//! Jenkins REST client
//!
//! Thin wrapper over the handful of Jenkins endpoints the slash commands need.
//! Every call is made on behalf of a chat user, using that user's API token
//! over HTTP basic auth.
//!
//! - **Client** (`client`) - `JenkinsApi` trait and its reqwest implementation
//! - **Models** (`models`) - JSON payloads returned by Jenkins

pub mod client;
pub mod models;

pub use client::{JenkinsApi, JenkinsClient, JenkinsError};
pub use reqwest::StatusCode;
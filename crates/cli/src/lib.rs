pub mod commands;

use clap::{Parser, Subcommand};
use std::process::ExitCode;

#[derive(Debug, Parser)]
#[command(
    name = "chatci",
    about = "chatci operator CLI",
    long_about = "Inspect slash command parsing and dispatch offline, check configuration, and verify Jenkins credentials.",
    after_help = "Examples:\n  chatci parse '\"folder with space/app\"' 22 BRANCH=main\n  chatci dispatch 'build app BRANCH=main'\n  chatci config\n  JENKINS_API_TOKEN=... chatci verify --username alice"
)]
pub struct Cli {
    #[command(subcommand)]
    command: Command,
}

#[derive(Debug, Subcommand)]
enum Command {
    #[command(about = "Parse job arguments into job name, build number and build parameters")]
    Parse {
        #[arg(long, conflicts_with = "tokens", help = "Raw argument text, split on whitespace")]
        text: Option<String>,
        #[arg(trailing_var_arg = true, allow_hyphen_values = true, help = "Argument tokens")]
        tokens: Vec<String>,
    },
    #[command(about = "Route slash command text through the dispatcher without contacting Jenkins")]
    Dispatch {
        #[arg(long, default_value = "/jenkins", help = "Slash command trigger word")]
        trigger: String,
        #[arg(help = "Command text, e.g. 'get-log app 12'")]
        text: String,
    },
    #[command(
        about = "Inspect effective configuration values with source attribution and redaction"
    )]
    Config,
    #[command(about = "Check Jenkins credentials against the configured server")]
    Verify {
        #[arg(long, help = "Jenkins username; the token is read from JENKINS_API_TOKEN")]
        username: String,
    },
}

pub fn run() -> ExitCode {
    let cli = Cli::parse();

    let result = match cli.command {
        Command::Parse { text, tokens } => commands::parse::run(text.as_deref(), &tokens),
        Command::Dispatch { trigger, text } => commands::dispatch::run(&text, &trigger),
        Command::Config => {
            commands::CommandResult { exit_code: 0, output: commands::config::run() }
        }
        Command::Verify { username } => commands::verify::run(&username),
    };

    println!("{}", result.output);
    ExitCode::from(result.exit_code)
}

Task brief: Search the data for "commands". Copy every matching line.

Output of the task:
//! Thin wrapper over the handful of Jenkins endpoints the slash commands need.
pub mod commands;
        Command::Parse { text, tokens } => commands::parse::run(text.as_deref(), &tokens),
        Command::Dispatch { trigger, text } => commands::dispatch::run(&text, &trigger),
            commands::CommandResult { exit_code: 0, output: commands::config::run() }
        Command::Verify { username } => commands::verify::run(&username),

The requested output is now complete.